Hei, ingat larangan tiktok? Ini masih sesuatu (secara teori) dan tenggat waktu terbaru mendekat, sehingga platform media sosial lainnya bersiap untuk mencoba menarik perhatian mereka yang kecanduan gulungan tak terbatas. Substack adalah yang terbaru untuk mendapatkan permainan, mengumumkan bahwa mereka memperkenalkan umpan video bergaya tiktok yang dapat digunakan pembuat untuk melakukan diversifikasi konten mereka, seperti yang pertama kali dilaporkan oleh TechCrunch.

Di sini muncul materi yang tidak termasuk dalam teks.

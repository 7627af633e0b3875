use xgrid_codegen::{CodegenOptions, OverstepPolicy};
use xgrid_types::FloatWidth;

/// Default floating-point width and the external builder's behavior —
/// ported from `util/init.py`'s `Configuration` dataclass.
#[derive(Debug, Clone, PartialEq, Eq)]
pub struct Config {
	pub parallel: bool,
	pub cc: Vec<String>,
	pub cacheroot: std::path::PathBuf,
	pub comment: bool,
	pub overstep: Overstep,
	pub opt_level: u8,
	pub precision: Precision,
}

#[derive(Debug, Clone, Copy, PartialEq, Eq)]
pub enum Overstep {
	None,
	Limit,
	Wrap,
}

impl From<Overstep> for OverstepPolicy {
	fn from(value: Overstep) -> Self {
		match value {
			Overstep::None => OverstepPolicy::None,
			Overstep::Limit => OverstepPolicy::Limit,
			Overstep::Wrap => OverstepPolicy::Wrap,
		}
	}
}

#[derive(Debug, Clone, Copy, PartialEq, Eq)]
pub enum Precision {
	Float,
	Double,
}

impl Precision {
	#[must_use]
	pub fn width(self) -> FloatWidth {
		match self {
			Precision::Float => FloatWidth::F32,
			Precision::Double => FloatWidth::F64,
		}
	}
}

impl Default for Config {
	fn default() -> Self {
		Self {
			parallel: true,
			cc: vec!["gcc".to_owned(), "clang".to_owned(), "cc".to_owned()],
			cacheroot: std::path::PathBuf::from(".xgrid"),
			comment: false,
			overstep: Overstep::None,
			opt_level: 2,
			precision: Precision::Float,
		}
	}
}

impl Config {
	/// Flags the external builder is invoked with, beyond `-fPIC -shared`
	/// (which `xgrid_exec::Compiler` always adds).
	#[must_use]
	pub fn cflags(&self) -> Vec<String> {
		let mut flags = Vec::new();
		if self.parallel {
			flags.push("-fopenmp".to_owned());
		}
		flags.push(format!("-O{}", self.opt_level.min(3)));
		flags.push("-lm".to_owned());
		flags
	}

	#[must_use]
	pub fn codegen_options(&self) -> CodegenOptions {
		CodegenOptions {
			parallel: self.parallel,
			overstep: self.overstep.into(),
			comment: self.comment,
		}
	}
}

/// Un-annotated `Float` literals and `^`-widened arithmetic default to this
/// width, per [`Config::precision`]. Threaded into `xgrid_parse::lower_function`
/// as `default_precision`.
#[must_use]
pub fn default_precision(config: &Config) -> FloatWidth {
	config.precision.width()
}
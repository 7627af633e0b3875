//! Stencil-kernel DSL facade (component C7): ties the host AST shim, type
//! system, IR, parser, codegen, grid runtime, and compile/load façade
//! together behind an explicit `Config`/`Context`/`Operator` surface.
//!
//! Ported from `util/init.py`'s `Configuration`/`init`/`get_config` globals
//! and `lang/operator.py`'s `Operator`/`kernel`/`function`/`external`
//! decorators, made explicit values threaded through `invoke` rather than
//! module-level state (see the "Process-wide cache" design note).

mod config;
mod context;
mod error;
mod operator;

pub use config::{Config, Overstep, Precision};
pub use context::{default_context, Argument, Context};
pub use error::Error;
pub use operator::Operator;

pub use xgrid_exec::Builder;
pub use xgrid_hostast::FunctionDef;
pub use xgrid_parse::{EnvEntry, Environment, OperatorHandle, Pragma};
pub use xgrid_runtime::Grid;
pub use xgrid_types::{HostValue, ReferenceType, Type, ValueType};
pub use xgrid_util::{RString, Shape};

Pembaruan terbaru ke platform penerbitan mandiri akan mengubah tab media perusahaan menjadi umpan video yang dapat digulir. Pembuat akan dapat mengunggah video hingga 10 menit panjangnya untuk dikonsumsi oleh pelanggan mereka, menurut Fast Company. Tampaknya konten video akan tersedia untuk lebih dari sekadar pelanggan dan akan berfungsi sebagai alat penemuan, memungkinkan pembaca untuk menggulir dan menemukan suara -suara baru dari siapa mereka mungkin tertarik untuk mendengar lebih banyak.
ADVERTISEMENT

SCROLL TO RESUME CONTENT
Saus rahasia untuk Tiktok selalu menjadi algoritma rekomendasi dan kemampuannya untuk menunjukkan konten orang yang membuat mereka menonton. Bagian dari keberhasilannya adalah ia memiliki basis pengguna besar yang secara teratur mengunggah konten. (Berapa banyak dari itu adalah slop dan berapa banyak yang sebenarnya berharga diperdebatkan.) Substack bekerja dengan jumlah pencipta yang jauh lebih kecil, meskipun semakin banyak membuat penulis multimedia. Perusahaan mengklaim 82% dari penulis berpenghasilan topnya menggunakan alat multimedia, per techCrunch, peningkatan yang solid dari sekitar 50% April lalu.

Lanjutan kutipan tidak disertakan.